● What you have to do: Can you return the records below exactly as they stand, but only from the first line through the one with "to the neighbour."?

- - -

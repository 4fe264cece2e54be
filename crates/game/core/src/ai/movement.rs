//! Route planning and stepping along the planned route.
use tracing::{debug, warn};

use crate::colldet::{CollisionFilter, resolve_virtual_position};
use crate::config::SimConfig;
use crate::env::{DroidSpec, PathRequest};
use crate::error::inform_developers;
use crate::events::SimEvent;
use crate::geometry::Point;
use crate::state::{Animation, AnimationKind, Bot, WaypointLink};

use super::TickContext;

/// Below this speed on both axes the facing is left alone.
const FACING_MIN_SPEED: f32 = 0.03;

/// Turns the state handler's movement request into a route.
///
/// `None` keeps the current route. Standing on the target means "stand
/// here". A new target is routed through the pathfinder; on failure the bot
/// stands still and waits at least `wait_collision` seconds before the next
/// attempt.
pub fn plan_path(ctx: &TickContext<'_>, bot: &mut Bot, target: Option<Point>) {
    let Some(target) = target else {
        return;
    };
    if target == bot.pos.point() {
        bot.stand_still();
        bot.move_target = Some(target);
        return;
    }
    if bot.move_target == Some(target) && !bot.path.is_empty() {
        return;
    }

    let map = ctx.map();
    let walkable = CollisionFilter::WALKABLE;
    let request = PathRequest::new(bot.pos, target, &walkable);
    match ctx.oracles.pathfinder.find_path(&map, &request) {
        Ok(path) => {
            bot.path = path;
            bot.move_target = Some(target);
        }
        Err(err) => {
            debug!(bot = %bot.id, %err, ?target, "no route");
            bot.stand_still();
            bot.move_target = None;
            bot.pure_wait = bot.pure_wait.max(ctx.config.wait_collision);
        }
    }
}

/// Moves the bot along its route for one frame.
///
/// Waiting, paralysed and attacking bots hold still. A step into another
/// bot is rolled back; a step off the level moves the bot to the neighbour.
pub fn move_bot(ctx: &mut TickContext<'_>, bot: &mut Bot, spec: &DroidSpec) {
    if bot.is_waiting()
        || bot.status.paralysis > 0.0
        || bot.animation.kind == AnimationKind::Attack
    {
        return;
    }
    let Some(&spot) = bot.path.first() else {
        return;
    };

    let before = bot.pos;
    move_to_spot(bot, spec, spot, ctx.dt);
    if bot.pos.point() == spot && bot.path.len() > 1 {
        bot.path.remove(0);
    }

    if bumps_into_bot(ctx, bot, before.point()) {
        bot.pos = before;
        bot.speed = Point::ORIGIN;
        return;
    }
    if !cross_level(ctx, bot) {
        bot.pos = before;
        bot.speed = Point::ORIGIN;
    }
}

/// Per-axis step towards `spot` at full speed, snapping when the remaining
/// distance fits into this frame.
fn move_to_spot(bot: &mut Bot, spec: &DroidSpec, spot: Point, dt: f32) {
    let mut max_speed = spec.max_speed;
    if bot.status.frozen > 0.0 {
        max_speed *= SimConfig::FROZEN_SPEED_FACTOR;
    }
    if bot.animation.kind == AnimationKind::GetHit {
        return;
    }

    let remaining = spot - bot.pos.point();
    if remaining == Point::ORIGIN {
        bot.speed = Point::ORIGIN;
        return;
    }
    if bot.animation.kind == AnimationKind::Stand {
        bot.animation = Animation {
            kind: AnimationKind::Walk,
            phase: 0.0,
        };
    }

    let reach = dt * max_speed;
    let axis = |pos: f32, rest: f32, target: f32| {
        if rest.abs() > reach {
            let speed = rest.signum() * max_speed;
            (pos + speed * dt, speed)
        } else {
            (target, 0.0)
        }
    };
    let (x, vx) = axis(bot.pos.x, remaining.x, spot.x);
    let (y, vy) = axis(bot.pos.y, remaining.y, spot.y);
    bot.pos.x = x;
    bot.pos.y = y;
    bot.speed = Point::new(vx, vy);
}

/// Whether this step brought the bot into contact with another bot.
///
/// The other bot waits and both turn around on the waypoint graph.
/// Moving away from a contact is always allowed.
fn bumps_into_bot(ctx: &mut TickContext<'_>, bot: &mut Bot, before: Point) -> bool {
    let reach = 2.0 * SimConfig::BOT_COLLISION_RADIUS;
    let pos = bot.pos.point();
    let wait = ctx.config.wait_collision;

    for id in ctx.bots.ids_on_level(bot.pos.z) {
        let Some(other) = ctx.bots.get_mut(id) else {
            continue;
        };
        let there = other.pos.point();
        let d2 = pos.sq_distance(there);
        if d2 > reach * reach || d2 >= before.sq_distance(there) {
            continue;
        }
        other.pure_wait = wait;
        other.waypoints = other.waypoints.map(WaypointLink::swapped);
        bot.waypoints = bot.waypoints.map(WaypointLink::swapped);
        debug!(bot = %bot.id, other = %id, "bot collision");
        return true;
    }
    false
}

/// Moves a bot that stepped off its level onto the neighbour level.
///
/// Returns `false` when there is no level on that side.
fn cross_level(ctx: &mut TickContext<'_>, bot: &mut Bot) -> bool {
    let Some(level) = ctx.ship.level(bot.pos.z) else {
        return false;
    };
    if level.contains(bot.pos.point()) {
        return true;
    }
    let Some(resolved) = resolve_virtual_position(&*ctx.ship, bot.pos) else {
        return false;
    };
    if resolved.z == bot.pos.z {
        bot.pos = resolved;
        return true;
    }

    let from = bot.pos.z;
    let to = resolved.z;
    if let Err(err) = ctx.bots.relocate(bot.id, from, to) {
        warn!(bot = %bot.id, %err, "level change of an unregistered bot");
        return false;
    }
    bot.pos = resolved;
    bot.waypoints = ctx
        .ship
        .level(to)
        .and_then(|level| level.nearest_waypoint(resolved.point()))
        .map(WaypointLink::at);
    bot.stand_still();
    bot.move_target = None;
    bot.wander_target = None;
    debug!(bot = %bot.id, %from, %to, "changed level");
    ctx.emit(SimEvent::LevelChanged {
        bot: bot.id,
        from,
        to,
    });
    true
}

/// Points the bot along its velocity when it is actually moving.
pub fn update_facing(bot: &mut Bot) {
    let v = bot.speed;
    if v.x.abs() > FACING_MIN_SPEED || v.y.abs() > FACING_MIN_SPEED {
        bot.current_angle = 180.0 - (v.y.atan2(v.x).to_degrees() + 90.0);
    }
}

/// Snaps the bot onto the centre of `level`'s nearest waypoint.
pub fn teleport_to_closest_waypoint(ctx: &TickContext<'_>, bot: &mut Bot) -> bool {
    let Some(level) = ctx.ship.level(bot.pos.z) else {
        return false;
    };
    let Some(index) = level.nearest_waypoint(bot.pos.point()) else {
        inform_developers(
            "waypoints",
            &format!("no waypoint on {} to rescue bot {}", bot.pos.z, bot.id),
        );
        return false;
    };
    let Some(waypoint) = level.waypoint(index) else {
        return false;
    };
    bot.pos = bot.pos.with_point(waypoint.center());
    bot.waypoints = Some(WaypointLink::at(index));
    bot.stand_still();
    bot.move_target = None;
    true
}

- - -

● Response:
repository 4fe264cece2e54be
filename crates/game/core/src/ai/movement.rs
//! Route planning and stepping along the planned route.
use tracing::{debug, warn};

use crate::colldet::{CollisionFilter, resolve_virtual_position};
use crate::config::SimConfig;
use crate::env::{DroidSpec, PathRequest};
use crate::error::inform_developers;
use crate::events::SimEvent;
use crate::geometry::Point;
use crate::state::{Animation, AnimationKind, Bot, WaypointLink};

use super::TickContext;

/// Below this speed on both axes the facing is left alone.
const FACING_MIN_SPEED: f32 = 0.03;

/// Turns the state handler's movement request into a route.
///
/// `None` keeps the current route. Standing on the target means "stand
/// here". A new target is routed through the pathfinder; on failure the bot
/// stands still and waits at least `wait_collision` seconds before the next
/// attempt.
pub fn plan_path(ctx: &TickContext<'_>, bot: &mut Bot, target: Option<Point>) {
    let Some(target) = target else {
        return;
    };
    if target == bot.pos.point() {
        bot.stand_still();
        bot.move_target = Some(target);
        return;
    }
    if bot.move_target == Some(target) && !bot.path.is_empty() {
        return;
    }

    let map = ctx.map();
    let walkable = CollisionFilter::WALKABLE;
    let request = PathRequest::new(bot.pos, target, &walkable);
    match ctx.oracles.pathfinder.find_path(&map, &request) {
        Ok(path) => {
            bot.path = path;
            bot.move_target = Some(target);
        }
        Err(err) => {
            debug!(bot = %bot.id, %err, ?target, "no route");
            bot.stand_still();
            bot.move_target = None;
            bot.pure_wait = bot.pure_wait.max(ctx.config.wait_collision);
        }
    }
}

/// Moves the bot along its route for one frame.
///
/// Waiting, paralysed and attacking bots hold still. A step into another
/// bot is rolled back; a step off the level moves the bot to the neighbour.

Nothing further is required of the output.